È stato stimato che dagli attuali 20-30 giorni all’anno di apertura dell'Artico per la navigazione si potrà passare a 3-6 mesi annui nel 2080. Alcune previsioni indicano che fin dal 2040 il ghiaccio artico potrebbe iniziare a mancare del tutto per brevi periodi. Tali esercizi teorici presentano però un margine di incertezza troppo ampio: le variazioni non sono univoche e vi possono essere oscillazioni molto forti da un anno all'altro per quanto riguarda l’estensione dei ghiacci. “Dobbiamo imparare molto di più su tutti i complessi processi che caratterizzano il sistema per essere in grado di poterli riprodurre nei modelli climatici in modo realistico e aumentare l’affidabilità di queste previsioni”, conclude Vitale.
Da questo punto di vista, la CC-Tower, data anche la sua altezza di 30 metri, si presta bene per l’analisi delle interazioni fra superficie e atmosfera, fondamentali nel mantenimento dell’equilibrio del sistema. L’importanza della Torre Amundsen-Nobile per la rilevazione predittiva delle variazioni dei ghiacci artici e per la loro possibile scomparsa deriva dalla necessità di abbinare alle reti di stazioni distribuite spazialmente siti dove concentrare molte misure.
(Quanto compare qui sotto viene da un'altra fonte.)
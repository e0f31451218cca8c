mod aggregate;
mod config;
mod error;
mod extract;
mod lexicon;
mod model;
mod nlu;
mod pipeline;
mod resolver;
mod server;
mod store;

use std::sync::Arc;

use rmcp::{ServiceExt, transport::stdio};
use tokio::net::TcpListener;
use tracing::{info, warn};
use tracing_subscriber::EnvFilter;

use review_common::openai::{OpenAiClient, OpenAiClientConfig};

use config::{Config, NluMode, PresenterMode};
use extract::ReviewExtractor;
use lexicon::Lexicon;
use nlu::{
    LiteralInterpreter, LlmInterpreter, LlmPresenter, PlainPresenter, QueryInterpreter,
    ScorePresenter,
};
use pipeline::Pipeline;
use resolver::QueryResolver;
use server::ReviewScorerServer;
use store::ReviewStore;

#[tokio::main]
async fn main() -> anyhow::Result<()> {
    // stdout carries MCP JSON-RPC or the one-shot answer
    tracing_subscriber::fmt()
        .with_env_filter(
            EnvFilter::from_default_env().add_directive(tracing::Level::INFO.into()),
        )
        .with_writer(std::io::stderr)
        .with_ansi(false)
        .init();

    info!("starting review-scorer");

    let config = Config::from_env()?;
    info!(
        reviews_path = %config.reviews_path.display(),
        name_matching = ?config.name_matching,
        scoring_policy = config.scoring_policy.name(),
        nlu_mode = ?config.nlu_mode,
        presenter_mode = ?config.presenter_mode,
        "configuration loaded"
    );

    let store = Arc::new(ReviewStore::load(&config.reviews_path, config.name_matching)?);
    if store.is_empty() {
        warn!(path = %config.reviews_path.display(), "review corpus is empty");
    }
    info!(
        reviews = store.len(),
        restaurants = store.restaurants().len(),
        "review corpus loaded"
    );

    let openai = if config.needs_llm() {
        let openai_config = OpenAiClientConfig::from_env();
        info!(
            base_url = %openai_config.base_url,
            model = %config.nlu_model,
            timeout_ms = openai_config.default_timeout.as_millis(),
            max_retries = openai_config.max_retries,
            "openai client configured"
        );
        Some(Arc::new(OpenAiClient::new(openai_config)?))
    } else {
        None
    };

    let interpreter: Arc<dyn QueryInterpreter> = match (config.nlu_mode, &openai) {
        (NluMode::Llm, Some(client)) => {
            Arc::new(LlmInterpreter::new(Arc::clone(client), config.nlu_model.clone()))
        }
        _ => Arc::new(LiteralInterpreter),
    };
    let presenter: Arc<dyn ScorePresenter> = match (config.presenter_mode, &openai) {
        (PresenterMode::Llm, Some(client)) => {
            Arc::new(LlmPresenter::new(Arc::clone(client), config.nlu_model.clone()))
        }
        _ => Arc::new(PlainPresenter),
    };

    let pipeline = Pipeline::new(
        QueryResolver::new(interpreter),
        store,
        Arc::new(ReviewExtractor::new(Lexicon::standard())),
        config.scoring_policy,
    );

    if let Some(query) = std::env::args().nth(1) {
        let result = pipeline.run(&query).await?;
        let answer = presenter.present(&result).await?;
        println!("{answer}");
        return Ok(());
    }

    let server = ReviewScorerServer::new(pipeline, presenter);

    if let Ok(addr) = std::env::var("MCP_TCP_LISTEN_ADDR") {
        let listener = TcpListener::bind(&addr).await?;
        info!(listen_addr = %addr, "MCP server ready, serving on TCP");
        loop {
            let (stream, peer) = listener.accept().await?;
            let server = server.clone();
            tokio::spawn(async move {
                tracing::info!(peer = %peer, "MCP client connected");
                let service = server.serve(stream).await.inspect_err(|e| {
                    tracing::error!(error = %e, "MCP server error");
                })?;
                service.waiting().await?;
                tracing::info!(peer = %peer, "MCP client disconnected");
                Ok::<(), anyhow::Error>(())
            });
        }
    } else {
        info!("MCP server ready, serving on stdio");
        let service = server.serve(stdio()).await.inspect_err(|e| {
            tracing::error!(error = %e, "MCP server error");
        })?;
        service.waiting().await?;
        info!("MCP server shut down");
    }
    Ok(())
}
Roberto Azzolini, coordinatore di Polarnet, spiega che il progetto CC-Tower, “si propone di realizzare un’attività di ricerca ad ampio spettro: dai profili verticali dei principali parametri meteorologici come pressione, temperatura e umidità, ai flussi di calore, fino al bilancio di energia alla superficie, passando per la misura della riflettività di neve, ghiaccio, roccia, vegetazione e per lo studio della copertura nuvolosa e delle caratteristiche di aerosol e gas superficiali”. Lo scopo di queste attività, coordinate dal CNR in collaborazione con varie Università italiane, è studiare il rapporto fra l’energia alla superficie e quella atmosferica per monitorarne l’equilibrio, prevenire il ‘riscaldamento globale’ e mitigarne gli effetti. “A causa dei cambiamenti climatici, dovuti alla combinazione di cause naturali e di attività dell’uomo, molte delle specie esistenti potrebbero estinguersi nell’arco dei prossimi 50 anni”, avverte Guido di Prisco dell’Istituto di Biochimica delle Proteine del CNR. “Questa allarmante conclusione richiama strategie urgenti tese da un lato a ridurre l’accelerazione del riscaldamento dovuta a fattori antropici, e dall’altro a studiare l’impatto che i cambiamenti stanno avendo sugli adattamenti degli organismi marini artici, anche in paragone con quelli antartici”.